En la primera sesión del juicio oral que se sigue en la Audiencia de Vizcaya, el acusado ha asegurado ser inocente de los delitos de agresión sexual y asesinato que se le imputan y por los que el fiscal reclama para él una condena de 31 años de prisión. La acusación particular eleva la pena a 47 años de cárcel y reclama 800.000 euros de indemnización. Según ha denunciado cuando ha tomado la palabra ante el tribunal, la declaración autoinculpatoria la hizo debido "a la presión y las amenazas" que recibió por parte de los agentes de la Ertzaintza que realizaron la investigación y además en un interrogatorio sin la presencia de su abogado.
La Sala ha escuchado el primer relato que ofreció el joven en sede judicial donde Mikel H.B. ha reconocido que la noche del 14 de octubre de 2005 había quedado, a las afueras del municipio vizcaíno de Bakio, con la que fuera su novia para decirle que hacía una semana había contraído matrimonio con una mujer y le pidió además que guardara el secreto de que su esposa ejercía la prostitución.

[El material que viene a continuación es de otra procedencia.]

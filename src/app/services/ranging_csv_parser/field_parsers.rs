//! Field parsing utilities for ranging log records
//!
//! Fields are resolved by column name through a [`ColumnMapping`] and trimmed
//! before conversion. A missing or unparsable value comes back as `None`, never
//! as zero, and callers choose their own default.

use csv::StringRecord;

use super::column_mapping::ColumnMapping;

/// Get a trimmed field value by column name
///
/// Returns `None` when the column is not in the mapping or the record is too
/// short to hold it.
pub fn get_field<'a>(
    record: &'a StringRecord,
    mapping: &ColumnMapping,
    field_name: &str,
) -> Option<&'a str> {
    mapping
        .get_index(field_name)
        .and_then(|index| record.get(index))
        .map(str::trim)
}

/// Parse an optional f64 field
pub fn parse_optional_f64(
    record: &StringRecord,
    mapping: &ColumnMapping,
    field_name: &str,
) -> Option<f64> {
    get_field(record, mapping, field_name).and_then(parse_f64)
}

/// Parse text as an f64
pub fn parse_f64(value: &str) -> Option<f64> {
    value.trim().parse::<f64>().ok()
}

/// Parse text as an i64
pub fn parse_i64(value: &str) -> Option<i64> {
    value.trim().parse::<i64>().ok()
}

Añadió que Aintzane, al conocer la noticia, empezó a llorar, ambos se abrazaron y mantuvieron relaciones sexuales. Sin embargo, el joven le dijo que "por respeto a su mujer" esos encuentros se iban a acabar, por lo que ella "se lo tomó muy mal" y comenzó a insultarle.
En esa misma declaración, Mikel H.B. reconoció que antes de la cita había consumido cocaína y que, nervioso por la reacción de la mujer, tomó un cuchillo que llevaba en el maletero y le propinó varias puñaladas en la cara y el cuello, pero que, a pesar de las lesiones, ella logró huir. A continuación, él recogió la ropa y otros objetos personales de la joven, además del arma y el preservativo que habían utilizado y los trasladó su coche para arrojarlos a un vertedero.
Cambio de versión
Sin embargo, esta mañana el joven ha cambiado esa versión y ha asegurado que tuvo que asumir el crimen tras "más de diez interrogatorios en comisaría, muchas horas en el calabozo y gran presión" por parte de los agentes que le animan a autoinculparse para obtener beneficios e incluso le "amenazaron" con implicar a su esposa en el asesinato, según ha afirmado. Así, ha relatado que tras encontrase con Aintzane la noche de los hechos para decirle que daba por finalizada su relación "con derecho a roce", ella se enfadó y abandonó el lugar conduciendo su propio vehículo.
El letrado de la defensa, Javier Beramendi, ha preguntado a Mikel H.B., sobre el "problemático" momento personal que vivía en octubre de 2005, mientras trataba de ocultar a su familia que su esposa ejercía la prostitución, cuando además sus padres se acababan de separar, se había enterado de que era un hijo adoptado y también tenía conflictos en el trabajo. Todo ello, le llevaba a consumir drogas de manera esporádica, aseguró.
La primera testigo fue la madre de la víctima, quién ha explicado que la noche en que su hija desapareció había recibido muchos mensajes del acusado en el teléfono móvil y que aunque la joven dijo que salía con una amiga, su progenitora intuyó que no era así cuando se fue a las 23 horas. Entre sollozos, la mujer ha recordado que a la mañana siguiente, cuando comprobó que Aintzane no había dormido en casa y que no había acudido a trabajar, "supe que algo grave había pasado porque no era propio de ella desaparecer sin avisar". Telefoneó a dos de las amigas de su hija y al decirle que desconocían su paradero, "pensé en Mikel" y "mandé a mis hijos a buscarla a Bakio, donde ella me contaba que solían quedar".
Ambiente de violencia
Los hermanos de la fallecida han relatado también la angustia de la familia durante los tres días que buscaron a Aintzane, en colaboración con la Ertzaintza y junto a vecinos de Barrika, donde está situada la vivienda familiar, hasta el hallazgo del cadáver en una zona boscosa, junto un acantilado de Bakio. La primera sesión del juicio ha vivido un momento de tensión cuando al término de la declaración de uno de los hermanos de la víctima, que había explicado que la joven era muy reservada y que no sabía que seguía viéndose con el acusado, le ha increpado al acusado diciéndole:"Mírame a la cara, cabrón".
Por su parte, la madre del acusado, que fue durante 12 años cónsul honoraria de España en Ruanda, ha relatado escalofriantes situaciones que reflejaban el ambiente de violencia en que creció el acusado cuando la familia vivía en aquel país africano en plena guerra civil. Ha relatado que su hijo presenció como un rebelde le puso un machete en la cabeza para tratar de robar en su casa y que en otra ocasión, vio cómo le disparaban dos agentes policía mientras trataba de atender a una mujer herida, situaciones que impresionaron a Mikel en su adolescencia, quién además estuvo afectado por la separación de sus padres, reconoció.